_Work instructions:_ Count the lines in the entries below that mention the string "clone", then write that number by itself.

_Dataset excerpts:_
....

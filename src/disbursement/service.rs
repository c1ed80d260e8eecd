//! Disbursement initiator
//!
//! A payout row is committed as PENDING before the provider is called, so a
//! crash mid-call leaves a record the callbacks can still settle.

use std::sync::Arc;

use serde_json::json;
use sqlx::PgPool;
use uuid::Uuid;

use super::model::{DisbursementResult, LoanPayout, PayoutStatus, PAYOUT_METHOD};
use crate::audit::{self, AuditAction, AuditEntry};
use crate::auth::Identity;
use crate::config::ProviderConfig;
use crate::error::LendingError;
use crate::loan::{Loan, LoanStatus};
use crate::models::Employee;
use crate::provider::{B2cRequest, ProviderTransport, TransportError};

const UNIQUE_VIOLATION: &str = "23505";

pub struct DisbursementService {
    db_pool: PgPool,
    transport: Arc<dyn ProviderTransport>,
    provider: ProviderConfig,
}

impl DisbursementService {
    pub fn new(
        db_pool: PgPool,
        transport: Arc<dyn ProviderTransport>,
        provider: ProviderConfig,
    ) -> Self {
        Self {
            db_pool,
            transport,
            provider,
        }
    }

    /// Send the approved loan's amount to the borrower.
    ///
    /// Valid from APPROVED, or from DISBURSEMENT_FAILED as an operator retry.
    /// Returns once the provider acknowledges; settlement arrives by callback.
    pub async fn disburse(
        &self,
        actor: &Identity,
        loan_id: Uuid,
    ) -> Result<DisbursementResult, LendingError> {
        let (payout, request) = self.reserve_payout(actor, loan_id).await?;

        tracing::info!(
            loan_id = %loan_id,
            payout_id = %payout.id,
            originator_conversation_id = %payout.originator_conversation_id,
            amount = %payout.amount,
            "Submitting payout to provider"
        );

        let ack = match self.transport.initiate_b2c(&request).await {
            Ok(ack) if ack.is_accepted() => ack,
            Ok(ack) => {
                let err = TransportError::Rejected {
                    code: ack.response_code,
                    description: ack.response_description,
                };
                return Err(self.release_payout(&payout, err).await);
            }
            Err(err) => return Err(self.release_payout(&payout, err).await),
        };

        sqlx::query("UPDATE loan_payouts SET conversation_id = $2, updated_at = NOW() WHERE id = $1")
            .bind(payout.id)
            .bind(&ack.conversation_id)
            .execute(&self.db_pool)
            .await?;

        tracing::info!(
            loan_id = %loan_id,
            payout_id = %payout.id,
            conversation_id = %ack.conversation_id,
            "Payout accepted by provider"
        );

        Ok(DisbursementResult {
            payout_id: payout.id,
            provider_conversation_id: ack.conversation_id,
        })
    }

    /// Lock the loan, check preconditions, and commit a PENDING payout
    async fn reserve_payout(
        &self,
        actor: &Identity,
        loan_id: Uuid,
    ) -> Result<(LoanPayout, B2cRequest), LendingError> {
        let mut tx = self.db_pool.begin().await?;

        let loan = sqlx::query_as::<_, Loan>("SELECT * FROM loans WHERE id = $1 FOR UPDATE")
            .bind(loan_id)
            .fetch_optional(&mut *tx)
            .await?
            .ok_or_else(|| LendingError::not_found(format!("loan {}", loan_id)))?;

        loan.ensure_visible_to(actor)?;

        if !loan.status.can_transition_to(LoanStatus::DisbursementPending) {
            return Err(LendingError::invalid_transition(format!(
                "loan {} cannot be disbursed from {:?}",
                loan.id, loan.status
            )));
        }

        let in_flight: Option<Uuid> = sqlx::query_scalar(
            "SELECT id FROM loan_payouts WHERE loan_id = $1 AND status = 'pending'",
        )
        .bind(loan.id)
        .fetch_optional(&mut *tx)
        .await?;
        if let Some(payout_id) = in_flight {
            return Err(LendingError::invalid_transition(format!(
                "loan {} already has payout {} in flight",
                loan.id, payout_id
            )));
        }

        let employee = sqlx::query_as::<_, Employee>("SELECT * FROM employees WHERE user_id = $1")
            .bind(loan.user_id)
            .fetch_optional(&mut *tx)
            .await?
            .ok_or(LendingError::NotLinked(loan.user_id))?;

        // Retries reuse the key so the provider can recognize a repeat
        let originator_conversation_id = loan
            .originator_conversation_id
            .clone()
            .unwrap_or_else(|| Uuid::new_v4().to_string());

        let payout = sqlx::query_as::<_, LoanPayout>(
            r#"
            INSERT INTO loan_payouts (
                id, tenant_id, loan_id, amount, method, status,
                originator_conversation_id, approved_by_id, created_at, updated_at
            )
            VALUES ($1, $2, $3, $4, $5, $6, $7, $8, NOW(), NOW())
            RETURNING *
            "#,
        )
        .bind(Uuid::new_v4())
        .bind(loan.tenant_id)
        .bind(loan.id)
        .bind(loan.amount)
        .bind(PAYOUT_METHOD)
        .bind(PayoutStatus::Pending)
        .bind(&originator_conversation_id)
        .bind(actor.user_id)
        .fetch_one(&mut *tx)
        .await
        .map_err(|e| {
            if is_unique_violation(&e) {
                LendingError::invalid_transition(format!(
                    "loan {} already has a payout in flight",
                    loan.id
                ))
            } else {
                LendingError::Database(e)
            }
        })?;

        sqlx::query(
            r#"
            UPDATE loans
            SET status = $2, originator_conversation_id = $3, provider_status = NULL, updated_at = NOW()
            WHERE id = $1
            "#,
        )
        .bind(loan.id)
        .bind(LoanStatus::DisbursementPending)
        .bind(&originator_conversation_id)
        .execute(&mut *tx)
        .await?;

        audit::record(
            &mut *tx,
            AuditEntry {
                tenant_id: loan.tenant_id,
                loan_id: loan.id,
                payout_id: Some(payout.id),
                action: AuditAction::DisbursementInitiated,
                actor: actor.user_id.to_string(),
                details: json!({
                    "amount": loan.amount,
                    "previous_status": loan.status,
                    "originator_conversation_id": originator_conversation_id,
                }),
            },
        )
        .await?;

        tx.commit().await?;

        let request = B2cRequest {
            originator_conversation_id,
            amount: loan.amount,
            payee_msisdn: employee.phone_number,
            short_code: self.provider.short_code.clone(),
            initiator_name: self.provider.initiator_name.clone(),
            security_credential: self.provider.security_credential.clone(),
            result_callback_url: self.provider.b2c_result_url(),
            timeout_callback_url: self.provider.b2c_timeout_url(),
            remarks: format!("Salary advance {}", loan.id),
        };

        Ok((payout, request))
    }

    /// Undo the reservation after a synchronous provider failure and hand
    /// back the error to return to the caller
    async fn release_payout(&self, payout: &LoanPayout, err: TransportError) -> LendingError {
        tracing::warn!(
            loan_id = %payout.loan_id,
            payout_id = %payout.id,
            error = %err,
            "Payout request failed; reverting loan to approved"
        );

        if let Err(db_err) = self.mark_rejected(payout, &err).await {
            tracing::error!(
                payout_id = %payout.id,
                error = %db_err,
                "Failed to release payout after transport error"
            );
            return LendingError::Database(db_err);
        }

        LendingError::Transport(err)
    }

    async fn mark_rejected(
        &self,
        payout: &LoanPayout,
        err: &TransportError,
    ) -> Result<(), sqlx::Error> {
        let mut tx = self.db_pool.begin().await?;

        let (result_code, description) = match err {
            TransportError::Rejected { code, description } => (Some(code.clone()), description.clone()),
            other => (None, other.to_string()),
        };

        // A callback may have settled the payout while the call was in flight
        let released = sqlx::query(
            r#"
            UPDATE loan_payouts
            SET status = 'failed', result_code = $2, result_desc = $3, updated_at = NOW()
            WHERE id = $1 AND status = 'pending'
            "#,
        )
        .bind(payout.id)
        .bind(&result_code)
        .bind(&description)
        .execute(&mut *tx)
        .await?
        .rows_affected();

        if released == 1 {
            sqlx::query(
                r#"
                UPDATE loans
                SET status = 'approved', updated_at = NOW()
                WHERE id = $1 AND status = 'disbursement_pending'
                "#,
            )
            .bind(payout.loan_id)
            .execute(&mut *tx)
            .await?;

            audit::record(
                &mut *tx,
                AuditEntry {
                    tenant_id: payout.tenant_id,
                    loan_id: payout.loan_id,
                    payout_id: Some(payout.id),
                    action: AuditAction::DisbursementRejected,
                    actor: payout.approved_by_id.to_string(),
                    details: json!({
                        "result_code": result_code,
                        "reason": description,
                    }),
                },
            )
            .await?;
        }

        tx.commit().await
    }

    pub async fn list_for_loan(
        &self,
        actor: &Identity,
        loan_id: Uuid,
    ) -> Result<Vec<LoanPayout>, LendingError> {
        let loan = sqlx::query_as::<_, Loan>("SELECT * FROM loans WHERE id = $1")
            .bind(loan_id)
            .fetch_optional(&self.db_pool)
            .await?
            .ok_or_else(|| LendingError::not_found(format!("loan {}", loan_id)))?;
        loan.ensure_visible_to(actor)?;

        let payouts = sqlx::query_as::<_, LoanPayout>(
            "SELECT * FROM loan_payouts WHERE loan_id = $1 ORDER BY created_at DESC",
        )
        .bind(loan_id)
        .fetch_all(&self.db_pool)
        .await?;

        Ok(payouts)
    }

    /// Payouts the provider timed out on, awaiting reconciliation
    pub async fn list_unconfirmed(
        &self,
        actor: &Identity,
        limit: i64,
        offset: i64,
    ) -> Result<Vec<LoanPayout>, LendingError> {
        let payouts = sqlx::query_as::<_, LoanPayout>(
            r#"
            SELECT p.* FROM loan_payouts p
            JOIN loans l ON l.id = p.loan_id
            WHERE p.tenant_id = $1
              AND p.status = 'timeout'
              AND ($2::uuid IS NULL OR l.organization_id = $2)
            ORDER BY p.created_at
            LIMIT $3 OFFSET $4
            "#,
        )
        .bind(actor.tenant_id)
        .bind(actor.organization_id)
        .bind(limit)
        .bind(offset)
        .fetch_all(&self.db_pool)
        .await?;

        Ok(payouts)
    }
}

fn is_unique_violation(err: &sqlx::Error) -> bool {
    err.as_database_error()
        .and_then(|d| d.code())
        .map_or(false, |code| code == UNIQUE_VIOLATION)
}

....

_Response box:_ 5